To demonstrate the feasibility of regulated chromoprotein color expression dependent on the LacI- IPTG system, we received guidance and the preliminary genetic parts from Monica McNerney, a member of Georgia Institute of Technology, Dr. Styczynski’s laboratory. The supplied genetic sequence: pLambdaR LacI R0011 RFP (inducible promoter +Lac repressor + promoter + fluorescent protein reporter), and subsequent inductions of E. coli cells, that contained said plasmids, with incremental concentrations of IPTG, would have been an optimal demonstration of our projected constructs. Unfortunately we were not able to successfully visualize results. Methodology commenced with the transformation of standardized DH10-Beta cells with the RFP construct onto kanamycin and carbenicillin plates (we had received 1ng/uL minipreps o in separate kan and carb resistant expression vectors). Once the transformants had successfully grown for twentyfour hours we then streaked to completion, obtained a single colony the following day, and began running trials testing the viability of IPTG to indirectly induce RFP expression. The antibiotic-LB stocks, containing IPTG dilutions, were made on hand, each time the experiment began, in 50 mL storage flasks in order to preserve the quality of IPTG outside its standard storage temperature. Dilutions consisted of 0M, 10uM, 100uM, 500 Um and 1mM concentrations of IPTG. The trials were examined in triplicate where each trial consisted of 5mL aliquots of each IPTG solution in individual culture tubes; a fourth trial, the control, lacked cells and was solely composed of the cumulative IPTG concentrations in antibiotic-LB. In order to regulate the amount of cells placed in each experimental tube, 70uL of dH2O were pipetted into a microcentrifuge tube, and a single colony was then transferred and briefly vortexed to evenly distribute the cells; 5uL of dH2O-cell solution was aliquoted into each experimental tube.

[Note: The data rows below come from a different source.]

//! EQLog Ingest - equipment log ingestion tool

use anyhow::{Context, Result};
use chrono::Local;
use clap::Parser;
use eqlog_common::logging::{init_logging, LogConfig, LogLevel};
use eqlog_ingest::config::{IngestConfig, DEFAULT_DATABASE_URL};
use eqlog_ingest::models::EquipmentInfo;
use eqlog_ingest::parser::SourceFormat;
use eqlog_ingest::pipeline::{IngestOutcome, Ingestor};
use serde::Serialize;
use sqlx::postgres::{PgPool, PgPoolOptions};
use std::path::PathBuf;
use std::process::ExitCode;
use std::time::Duration;
use tracing::info;

#[derive(Parser, Debug)]
#[command(name = "eqlog-ingest")]
#[command(author, version, about = "Equipment log ingestion tool")]
struct Cli {
    #[command(subcommand)]
    command: Command,

    /// Verbose output
    #[arg(short, long, global = true)]
    verbose: bool,

    /// Print the result as JSON
    #[arg(long, global = true)]
    json: bool,
}

#[derive(Parser, Debug)]
enum Command {
    /// Ingest a wafer-flat metrology report
    WaferFlat {
        /// Report file
        path: PathBuf,
    },

    /// Ingest an error/event log export
    ErrorLog {
        /// Log file
        path: PathBuf,
    },

    /// Ingest a pre-align coordinate log
    PreAlign {
        /// Log file
        path: PathBuf,
    },

    /// Store this equipment's descriptor if it changed
    EqpInfo {
        #[arg(long, env = "EQLOG_EQP_NAME")]
        name: String,

        #[arg(long, env = "EQLOG_EQP_MODEL")]
        model: String,

        #[arg(long, env = "EQLOG_EQP_SERIAL")]
        serial: String,

        #[arg(long, env = "EQLOG_EQP_APPLICATION")]
        application: String,

        #[arg(long, env = "EQLOG_EQP_VERSION")]
        sw_version: String,

        #[arg(long, env = "EQLOG_EQP_DB_VERSION")]
        db_version: String,
    },

    /// Apply database migrations
    Migrate,
}

impl Command {
    fn source_format(&self) -> Option<(SourceFormat, &PathBuf)> {
        match self {
            Command::WaferFlat { path } => Some((SourceFormat::WaferFlat, path)),
            Command::ErrorLog { path } => Some((SourceFormat::ErrorLog, path)),
            Command::PreAlign { path } => Some((SourceFormat::PreAlign, path)),
            Command::EqpInfo { .. } | Command::Migrate => None,
        }
    }
}

async fn connect(url: &str, max_connections: u32, connect_timeout_secs: u64) -> Result<PgPool> {
    let pool = PgPoolOptions::new()
        .max_connections(max_connections)
        .acquire_timeout(Duration::from_secs(connect_timeout_secs))
        .connect(url)
        .await
        .context("Failed to connect to database")?;
    info!("Database connection pool established");
    Ok(pool)
}

fn print_json<T: Serialize>(value: &T) -> Result<()> {
    println!("{}", serde_json::to_string_pretty(value)?);
    Ok(())
}

#[tokio::main]
async fn main() -> Result<ExitCode> {
    let cli = Cli::parse();

    let config = match cli.command {
        Command::Migrate => None,
        _ => Some(IngestConfig::from_env()?),
    };
    let debug = cli.verbose || config.as_ref().is_some_and(|c| c.debug);

    let log_config = LogConfig::builder()
        .level(if debug { LogLevel::Debug } else { LogLevel::Info })
        .log_file_prefix("eqlog-ingest")
        .build()
        .merge_env()?;
    let log_config = if debug {
        log_config.with_debug()
    } else {
        log_config
    };

    // File output is opened per ingested file; the process-wide subscriber
    // only writes to the console.
    let _guard = init_logging(&log_config.console_only())?;

    let Some(config) = config else {
        dotenvy::dotenv().ok();
        let url =
            std::env::var("DATABASE_URL").unwrap_or_else(|_| DEFAULT_DATABASE_URL.to_string());
        let pool = connect(&url, 1, 10).await?;
        sqlx::migrate!("../../migrations")
            .run(&pool)
            .await
            .map_err(|e| anyhow::anyhow!("Failed to run migrations: {}", e))?;
        info!("Database migrations completed");
        return Ok(ExitCode::SUCCESS);
    };

    let pool = connect(
        &config.database.url,
        config.database.max_connections,
        config.database.connect_timeout_secs,
    )
    .await?;

    let mut ingestor = Ingestor::new(pool, config.clone());
    if log_config.output.writes_file() {
        ingestor = ingestor.with_log_config(log_config.clone());
    }

    if let Some((format, path)) = cli.command.source_format() {
        let report = ingestor.process_file(path, format).await;
        if cli.json {
            print_json(&report)?;
        } else {
            info!(outcome = ?report.outcome, elapsed_ms = report.elapsed_ms, "Ingestion complete");
        }
        return Ok(match report.outcome {
            IngestOutcome::Failed { .. } => ExitCode::FAILURE,
            _ => ExitCode::SUCCESS,
        });
    }

    if let Command::EqpInfo {
        name,
        model,
        serial,
        application,
        sw_version,
        db_version,
    } = cli.command
    {
        let info = EquipmentInfo {
            eqpid: config.eqpid.clone(),
            name,
            model,
            serial,
            application,
            version: sw_version,
            db_version,
            date: Local::now().naive_local(),
            serv_ts: None,
        };
        let outcome = ingestor.submit_equipment_info(info).await?;
        if cli.json {
            print_json(&outcome)?;
        } else {
            info!(?outcome, "Equipment info processed");
        }
    }

    Ok(ExitCode::SUCCESS)
}
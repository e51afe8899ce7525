//! Configuration management

use encoding_rs::Encoding;
use serde::{Deserialize, Serialize};
use std::time::Duration;

use eqlog_common::EqlogError;

use crate::readiness::RetryPolicy;
use crate::storage::{validate_table_name, TABLE_ALLOW_LIST};

// ============================================================================
// Ingest Configuration Constants
// ============================================================================

/// Default database URL for local development.
pub const DEFAULT_DATABASE_URL: &str = "postgresql://localhost/eqlog";

/// Default maximum database connections in the pool.
pub const DEFAULT_DATABASE_MAX_CONNECTIONS: u32 = 5;

/// Default database connection timeout in seconds.
pub const DEFAULT_DATABASE_CONNECT_TIMEOUT_SECS: u64 = 10;

/// Default number of attempts to open a locked file.
pub const DEFAULT_READY_MAX_ATTEMPTS: u32 = 10;

/// Default delay between readiness attempts in milliseconds.
pub const DEFAULT_READY_DELAY_MS: u64 = 500;

/// Default budget for reading a whole file in seconds.
pub const DEFAULT_READ_TIMEOUT_SECS: u64 = 30;

/// Default codepage of equipment log files.
pub const DEFAULT_ENCODING: &str = "euc-kr";

/// Default reference time zone of the server clock.
pub const DEFAULT_REFERENCE_TZ: &str = "Asia/Seoul";

/// Ingest configuration
#[derive(Debug, Clone, Serialize, Deserialize)]
pub struct IngestConfig {
    /// Equipment id of this host
    pub eqpid: String,
    pub database: DatabaseConfig,
    pub ready_max_attempts: u32,
    pub ready_delay_ms: u64,
    pub read_timeout_secs: u64,
    /// `encoding_rs` label
    pub encoding: String,
    pub reference_tz: String,
    pub allow_list_table: String,
    pub delete_on_success: bool,
    /// Open per-file log scopes at debug level
    pub debug: bool,
}

/// Database configuration
#[derive(Debug, Clone, Serialize, Deserialize)]
pub struct DatabaseConfig {
    pub url: String,
    pub max_connections: u32,
    pub connect_timeout_secs: u64,
}

fn env_or<T: std::str::FromStr>(name: &str, default: T) -> T {
    std::env::var(name)
        .ok()
        .and_then(|s| s.trim().parse().ok())
        .unwrap_or(default)
}

fn env_flag(name: &str, default: bool) -> bool {
    match std::env::var(name) {
        Ok(value) => matches!(
            value.trim().to_ascii_lowercase().as_str(),
            "1" | "true" | "yes" | "on"
        ),
        Err(_) => default,
    }
}

impl IngestConfig {
    /// Load configuration from environment and defaults
    pub fn from_env() -> anyhow::Result<Self> {
        dotenvy::dotenv().ok();

        let config = IngestConfig {
            eqpid: std::env::var("EQLOG_EQPID").unwrap_or_default().trim().to_string(),
            database: DatabaseConfig {
                url: std::env::var("DATABASE_URL")
                    .unwrap_or_else(|_| DEFAULT_DATABASE_URL.to_string()),
                max_connections: env_or(
                    "DATABASE_MAX_CONNECTIONS",
                    DEFAULT_DATABASE_MAX_CONNECTIONS,
                ),
                connect_timeout_secs: env_or(
                    "DATABASE_CONNECT_TIMEOUT",
                    DEFAULT_DATABASE_CONNECT_TIMEOUT_SECS,
                ),
            },
            ready_max_attempts: env_or("EQLOG_READY_MAX_ATTEMPTS", DEFAULT_READY_MAX_ATTEMPTS),
            ready_delay_ms: env_or("EQLOG_READY_DELAY_MS", DEFAULT_READY_DELAY_MS),
            read_timeout_secs: env_or("EQLOG_READ_TIMEOUT_SECS", DEFAULT_READ_TIMEOUT_SECS),
            encoding: std::env::var("EQLOG_ENCODING")
                .unwrap_or_else(|_| DEFAULT_ENCODING.to_string()),
            reference_tz: std::env::var("EQLOG_REFERENCE_TZ")
                .unwrap_or_else(|_| DEFAULT_REFERENCE_TZ.to_string()),
            allow_list_table: std::env::var("EQLOG_ALLOW_LIST_TABLE")
                .unwrap_or_else(|_| TABLE_ALLOW_LIST.to_string()),
            delete_on_success: env_flag("EQLOG_DELETE_ON_SUCCESS", true),
            debug: env_flag("EQLOG_DEBUG", false),
        };

        config.validate()?;

        Ok(config)
    }

    /// Defaults for `eqpid`, without touching the environment.
    pub fn for_equipment(eqpid: impl Into<String>) -> Self {
        Self {
            eqpid: eqpid.into(),
            ..Self::default()
        }
    }

    /// Validate configuration
    pub fn validate(&self) -> anyhow::Result<()> {
        if self.eqpid.is_empty() {
            anyhow::bail!("EQLOG_EQPID must be set to this equipment's id");
        }

        if self.database.url.is_empty() {
            anyhow::bail!("Database URL cannot be empty");
        }

        if self.database.max_connections == 0 {
            anyhow::bail!("Database max_connections must be greater than 0");
        }

        if self.ready_max_attempts == 0 {
            anyhow::bail!("Readiness max attempts must be greater than 0");
        }

        if self.read_timeout_secs == 0 {
            anyhow::bail!("Read timeout must be greater than 0");
        }

        self.encoding()?;
        validate_table_name(&self.allow_list_table)?;

        if self.reference_tz.trim().is_empty() {
            anyhow::bail!("Reference time zone cannot be empty");
        }

        Ok(())
    }

    /// Resolve the configured codepage label.
    pub fn encoding(&self) -> anyhow::Result<&'static Encoding> {
        Encoding::for_label(self.encoding.trim().as_bytes())
            .ok_or_else(|| EqlogError::Encoding(self.encoding.clone()).into())
    }

    pub fn ready_policy(&self) -> RetryPolicy {
        RetryPolicy::attempts(
            self.ready_max_attempts,
            Duration::from_millis(self.ready_delay_ms),
        )
    }

    pub fn read_timeout(&self) -> Duration {
        Duration::from_secs(self.read_timeout_secs)
    }
}

impl Default for IngestConfig {
    fn default() -> Self {
        Self {
            eqpid: String::new(),
            database: DatabaseConfig {
                url: DEFAULT_DATABASE_URL.to_string(),
                max_connections: DEFAULT_DATABASE_MAX_CONNECTIONS,
                connect_timeout_secs: DEFAULT_DATABASE_CONNECT_TIMEOUT_SECS,
            },
            ready_max_attempts: DEFAULT_READY_MAX_ATTEMPTS,
            ready_delay_ms: DEFAULT_READY_DELAY_MS,
            read_timeout_secs: DEFAULT_READ_TIMEOUT_SECS,
            encoding: DEFAULT_ENCODING.to_string(),
            reference_tz: DEFAULT_REFERENCE_TZ.to_string(),
            allow_list_table: TABLE_ALLOW_LIST.to_string(),
            delete_on_success: true,
            debug: false,
        }
    }
}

Once all culture tubes were correctly filled with their respective content, they were placed in that shaking-incubator for twenty four hours, finally to be removed, centrifuged and analyzed.

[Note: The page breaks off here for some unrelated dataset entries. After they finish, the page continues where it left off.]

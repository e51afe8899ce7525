//! Error/event log exports
//!
//! Data lines look like
//! `E1001, 14-Sep-23 2:05:30 PM, LabelX, Something failed, 250, extra info`.
//! Anything that does not match the line grammar (header block, banners)
//! is skipped silently.

use chrono::NaiveDateTime;
use regex::Regex;
use tracing::debug;

use eqlog_common::{EqlogError, Result};

use super::{non_blank, RowParser};
use crate::metadata::Metadata;
use crate::models::{CellValue, NormalizedRow};

const LINE_PATTERN: &str = r"^\s*(?P<id>\w+)\s*,\s*(?P<ts>[^,]+?)\s*,\s*(?P<label>[^,]*?)\s*,\s*(?P<desc>[^,]*?)\s*,\s*(?P<ms>\d+)\s*(?:,\s*(?P<extra>.*?))?\s*$";

/// `dd-MMM-yy h:mm:ss tt`
pub const TIMESTAMP_FORMAT: &str = "%d-%b-%y %I:%M:%S %p";

/// Fields captured from one data line.
#[derive(Debug, Clone, PartialEq, Eq)]
pub struct ErrorLine<'a> {
    pub id: &'a str,
    pub timestamp: &'a str,
    pub label: &'a str,
    pub description: &'a str,
    pub millisecond: &'a str,
    pub extra: Option<&'a str>,
}

impl ErrorLine<'_> {
    /// The five mandatory fields joined with commas.
    pub fn to_line(&self) -> String {
        [
            self.id,
            self.timestamp,
            self.label,
            self.description,
            self.millisecond,
        ]
        .join(",")
    }
}

pub fn parse_timestamp(value: &str) -> Option<NaiveDateTime> {
    NaiveDateTime::parse_from_str(value.trim(), TIMESTAMP_FORMAT).ok()
}

/// Parser for error log data lines.
#[derive(Debug, Clone)]
pub struct ErrorLogParser {
    pattern: Regex,
}

impl ErrorLogParser {
    pub fn new() -> Result<Self> {
        let pattern = Regex::new(LINE_PATTERN)
            .map_err(|e| EqlogError::Parse(format!("error log pattern: {e}")))?;
        Ok(Self { pattern })
    }

    /// Match one line against the grammar.
    pub fn captures<'a>(&self, line: &'a str) -> Option<ErrorLine<'a>> {
        let caps = self.pattern.captures(line)?;
        let field = |name: &str| caps.name(name).map_or("", |m| m.as_str());
        Some(ErrorLine {
            id: field("id"),
            timestamp: field("ts"),
            label: field("label"),
            description: field("desc"),
            millisecond: field("ms"),
            extra: caps.name("extra").map(|m| m.as_str()),
        })
    }

    fn to_row(eqpid: &CellValue, line: &ErrorLine<'_>) -> NormalizedRow {
        let time_stamp = parse_timestamp(line.timestamp);
        if time_stamp.is_none() {
            debug!(error_id = line.id, timestamp = line.timestamp, "Unparsable error timestamp");
        }

        NormalizedRow::new()
            .with("eqpid", eqpid.clone())
            .with("error_id", line.id)
            .with("time_stamp", CellValue::from_option(time_stamp))
            .with("error_label", line.label)
            .with("error_desc", line.description)
            .with(
                "millisecond",
                CellValue::from_option(line.millisecond.parse::<i64>().ok()),
            )
            .with("extra_message_1", line.extra.unwrap_or(""))
            .with("extra_message_2", "")
    }
}

impl RowParser for ErrorLogParser {
    fn parse(&self, lines: &[&str], metadata: &Metadata) -> Result<Vec<NormalizedRow>> {
        let eqpid = CellValue::from_option(metadata.eqpid());
        let rows: Vec<NormalizedRow> = non_blank(lines)
            .filter_map(|line| self.captures(line))
            .map(|line| Self::to_row(&eqpid, &line))
            .collect();
        Ok(rows)
    }

    fn name(&self) -> &'static str {
        "error_log"
    }
}

#[cfg(test)]
#[allow(clippy::unwrap_used)]
mod tests {
    use super::*;
    use chrono::NaiveDate;

    fn metadata() -> Metadata {
        let mut metadata = Metadata::new();
        metadata.insert_if_absent("EqpId", "EQ-01");
        metadata
    }

    #[test]
    fn test_line_with_extra() {
        let parser = ErrorLogParser::new().unwrap();
        let rows = parser
            .parse(
                &["E1001, 14-Sep-23 2:05:30 PM, LabelX, Something failed, 250, extra info"],
                &metadata(),
            )
            .unwrap();

        assert_eq!(rows.len(), 1);
        let row = &rows[0];
        assert_eq!(row.get("eqpid"), Some(&CellValue::text("EQ-01")));
        assert_eq!(row.get("error_id"), Some(&CellValue::text("E1001")));
        assert_eq!(row.get("millisecond"), Some(&CellValue::Integer(250)));
        assert_eq!(row.get("extra_message_1"), Some(&CellValue::text("extra info")));
        assert_eq!(row.get("extra_message_2"), Some(&CellValue::text("")));
        assert_eq!(
            row.get("time_stamp"),
            Some(&CellValue::Timestamp(
                NaiveDate::from_ymd_opt(2023, 9, 14)
                    .unwrap()
                    .and_hms_opt(14, 5, 30)
                    .unwrap()
            ))
        );
    }

    #[test]
    fn test_line_without_extra() {
        let parser = ErrorLogParser::new().unwrap();
        let line = parser
            .captures("E2002,01-Jan-24 11:59:59 AM,Door,Door open,0")
            .unwrap();
        assert_eq!(line.extra, None);
        assert_eq!(line.label, "Door");
    }

    #[test]
    fn test_bad_timestamp_keeps_row() {
        let parser = ErrorLogParser::new().unwrap();
        let rows = parser
            .parse(&["E1, yesterday, L, D, 5"], &metadata())
            .unwrap();
        assert_eq!(rows.len(), 1);
        assert_eq!(rows[0].get("time_stamp"), Some(&CellValue::Absent));
    }

    #[test]
    fn test_non_matching_lines_skipped() {
        let parser = ErrorLogParser::new().unwrap();
        let lines = [
            "EXPORT_TYPE:, ERROR",
            "DATE:, 9/4/2023 7:05:09",
            "ID, Time, Label, Description, ms",
            "",
            "E1, 14-Sep-23 2:05:30 PM, L, D, 5",
        ];
        assert_eq!(parser.parse(&lines, &metadata()).unwrap().len(), 1);
    }

    #[test]
    fn test_to_line_matches_again() {
        let parser = ErrorLogParser::new().unwrap();
        let line = parser
            .captures("  E9 , 02-Feb-22 1:00:00 AM ,  , desc , 77 , a, b ")
            .unwrap();
        assert_eq!(line.extra, Some("a, b"));
        let rebuilt = line.to_line();
        assert_eq!(parser.captures(&rebuilt).unwrap().id, "E9");
    }
}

The first experiment produced unfavorable results where, although the cells fluoresced the correct “red” color, there was not a distinctive gradient associated with the incremental IPTG levels. Along with defective data, there was obvious contamination where each experimental tube contained arbitrary accumulations of black “dots” among the pellet. The experiment was redone and we determined the DH10-Beta we were supplied with had been outdated and was the cause of contamination. Despite renewing our supplies, subsequent experiments continued to elude hypothesized results as the experimental trials revealed no fluorescence. At this juncture, we chose to utilize the ATUM Protein Paintbox vectors with the IPTG Inducible T5 Promoter with separate TinselPurple (TsPurple) and ScroogeOrange, and Virginia Violet chromoprotein reporter sequences. Consequently, we repeated the above methodology and obtained expected results without unusual anomalies or contamination.

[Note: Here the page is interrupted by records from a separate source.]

//! Per-file ingestion pipeline
//!
//! `gate -> read -> metadata -> parse -> reconcile -> filter -> upload -> delete`
//!
//! Each call to [`Ingestor::process_file`] is self-contained: the server
//! clock and the allow-list are loaded fresh, the log scope is opened and
//! closed around the call, and nothing is cached between files. Failures
//! end up in the returned [`IngestReport`]; they never propagate.

use anyhow::{Context, Result};
use serde::Serialize;
use sqlx::PgPool;
use std::path::{Path, PathBuf};
use std::time::Instant;
use tracing::instrument::WithSubscriber;
use tracing::{debug, error, info, info_span, warn, Instrument};

use eqlog_common::logging::{LogConfig, LogScope};
use eqlog_common::EqlogError;

use crate::allow_list::{AllowListFilter, PgAllowList, ERROR_ID_COLUMN};
use crate::config::IngestConfig;
use crate::metadata::KEY_EQPID;
use crate::models::{EquipmentInfo, UploadBatch};
use crate::parser::SourceFormat;
use crate::readiness;
use crate::storage::equipment::sync_equipment_info;
use crate::storage::{PgEquipmentInfoStore, UploadCoordinator, UpsertOutcome};
use crate::time_sync::{self, truncate_to_seconds};

/// How one file ended.
#[derive(Debug, Clone, PartialEq, Eq, Serialize)]
#[serde(tag = "status", rename_all = "snake_case")]
pub enum IngestOutcome {
    /// Still locked by the writer; try again on the next trigger
    NotReady,
    /// Nothing was committed and the file is kept
    Failed { reason: String },
    /// The file parsed to zero rows; kept, nothing uploaded
    NoRows,
    Uploaded {
        rows: u64,
        /// Rows dropped by the allow-list
        skipped: usize,
        duplicate_batch: bool,
        source_deleted: bool,
    },
}

impl IngestOutcome {
    pub fn is_failure(&self) -> bool {
        matches!(self, IngestOutcome::Failed { .. })
    }
}

/// Result of [`Ingestor::process_file`].
#[derive(Debug, Clone, Serialize)]
pub struct IngestReport {
    pub path: PathBuf,
    pub format: SourceFormat,
    pub outcome: IngestOutcome,
    pub elapsed_ms: u64,
}

/// Runs the pipeline for individual files.
#[derive(Debug, Clone)]
pub struct Ingestor {
    pool: PgPool,
    config: IngestConfig,
    log_config: Option<LogConfig>,
}

impl Ingestor {
    pub fn new(pool: PgPool, config: IngestConfig) -> Self {
        Self {
            pool,
            config,
            log_config: None,
        }
    }

    /// Give every invocation its own log scope built from `log_config`.
    /// Without one, invocations log to the caller's current subscriber.
    pub fn with_log_config(mut self, log_config: LogConfig) -> Self {
        self.log_config = Some(log_config);
        self
    }

    pub fn config(&self) -> &IngestConfig {
        &self.config
    }

    pub fn pool(&self) -> &PgPool {
        &self.pool
    }

    fn open_scope(&self) -> LogScope {
        let Some(log_config) = &self.log_config else {
            return LogScope::inherit();
        };
        let log_config = if self.config.debug {
            log_config.with_debug()
        } else {
            log_config.clone()
        };
        match LogScope::open(&log_config) {
            Ok(scope) => scope,
            Err(e) => {
                warn!(error = %format!("{e:#}"), "Failed to open log scope, using current subscriber");
                LogScope::inherit()
            },
        }
    }

    /// Ingest one file. Never returns an error; see [`IngestOutcome`].
    pub async fn process_file(&self, path: &Path, format: SourceFormat) -> IngestReport {
        let started = Instant::now();
        let scope = self.open_scope();
        let span = tracing::dispatcher::with_default(scope.dispatch(), || {
            info_span!(
                "ingest",
                path = %path.display(),
                format = %format,
                eqpid = %self.config.eqpid
            )
        });

        let ingestor = self.clone();
        let owned_path = path.to_path_buf();
        let task = tokio::spawn(
            async move { ingestor.run(&owned_path, format).await }
                .instrument(span)
                .with_subscriber(scope.dispatch().clone()),
        );

        let outcome = match task.await {
            Ok(outcome) => outcome,
            Err(join_error) => {
                let reason = if join_error.is_panic() {
                    "ingestion panicked".to_string()
                } else {
                    format!("ingestion task failed: {join_error}")
                };
                tracing::dispatcher::with_default(scope.dispatch(), || {
                    error!(path = %path.display(), %reason, "Ingestion aborted");
                });
                IngestOutcome::Failed { reason }
            },
        };

        // Dropping the scope flushes the per-invocation file writer.
        drop(scope);

        IngestReport {
            path: path.to_path_buf(),
            format,
            outcome,
            elapsed_ms: u64::try_from(started.elapsed().as_millis()).unwrap_or(u64::MAX),
        }
    }

    async fn run(&self, path: &Path, format: SourceFormat) -> IngestOutcome {
        match self.try_run(path, format).await {
            Ok(outcome) => outcome,
            Err(e) => {
                let reason = format!("{e:#}");
                let transient = e
                    .downcast_ref::<EqlogError>()
                    .is_some_and(EqlogError::is_transient);
                error!(error = %reason, transient, "Ingestion failed, source file kept");
                IngestOutcome::Failed { reason }
            },
        }
    }

    async fn try_run(&self, path: &Path, format: SourceFormat) -> Result<IngestOutcome> {
        let eqpid = self.config.eqpid.as_str();

        let ready = readiness::wait_until_ready(path, &self.config.ready_policy())
            .await
            .with_context(|| format!("Failed to open {}", path.display()))?;
        if !ready {
            return Ok(IngestOutcome::NotReady);
        }

        let text =
            readiness::read_all_text(path, self.config.encoding()?, self.config.read_timeout())
                .await?;
        let lines: Vec<&str> = text.lines().collect();

        let mut metadata = format
            .metadata_extractor(eqpid)
            .extract(lines.iter().copied());
        metadata.insert_if_absent(KEY_EQPID, eqpid);
        debug!(keys = metadata.len(), "Extracted header metadata");

        let parser = format.parser()?;
        let mut rows = parser
            .parse(&lines, &metadata)
            .with_context(|| format!("{} parser rejected {}", parser.name(), path.display()))?;
        if rows.is_empty() {
            info!(lines = lines.len(), "File produced no rows, nothing to upload");
            return Ok(IngestOutcome::NoRows);
        }

        let clock = time_sync::clock_for_invocation(&self.pool, &self.config.reference_tz).await;
        let reconciled = time_sync::reconcile(&mut rows, format.timestamp_column(), clock.as_ref());
        debug!(rows = rows.len(), reconciled, "Reconciled timestamps");

        let mut skipped = 0;
        let mut keep_source = false;
        if format.uses_allow_list() {
            let source = PgAllowList::new(self.pool.clone(), self.config.allow_list_table.clone());
            let filter = AllowListFilter::load(&source).await;
            let outcome = filter.apply(rows, ERROR_ID_COLUMN);
            info!(
                matched = outcome.matched,
                skipped = outcome.skipped,
                degraded = filter.is_degraded(),
                "Applied error allow-list"
            );
            skipped = outcome.skipped;
            keep_source = filter.is_degraded();
            rows = outcome.rows;
        }

        let batch = UploadBatch::new(format.table(), rows)?;
        let result = UploadCoordinator::new(self.pool.clone())
            .upload(format, &batch)
            .await?;

        let source_deleted = if self.config.delete_on_success && !keep_source {
            delete_source(path).await
        } else {
            false
        };

        Ok(IngestOutcome::Uploaded {
            rows: result.rows,
            skipped,
            duplicate_batch: result.duplicate_batch,
            source_deleted,
        })
    }

    /// Store `info` unless the stored descriptor is identical. `serv_ts` is
    /// derived from `info.date` through the server clock.
    pub async fn submit_equipment_info(&self, mut info: EquipmentInfo) -> Result<UpsertOutcome> {
        let clock = time_sync::clock_for_invocation(&self.pool, &self.config.reference_tz).await;
        info.serv_ts = Some(truncate_to_seconds(clock.to_synchronized_time(info.date)));

        let store = PgEquipmentInfoStore::new(self.pool.clone());
        sync_equipment_info(&store, &info).await
    }
}

async fn delete_source(path: &Path) -> bool {
    match tokio::fs::remove_file(path).await {
        Ok(()) => {
            debug!("Deleted source file");
            true
        },
        Err(e) => {
            warn!(error = %e, path = %path.display(), "Uploaded, but failed to delete source file");
            false
        },
    }
}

As hypothesized, there was an observable increase in color expression for both TsPurple and Scrooge Orange constructs directly correlated with increasing IPTG levels. The successful experiment was repeated 2 times for validity. Finally, the visible expression was then quantified using Lambert iGEM’s Chrome-Q, and complimenting, cellular app that determines HSL values of specified pictures. These results confirming the feasibility of our project and engineered machinery for the purpose of aiding underfunded labs.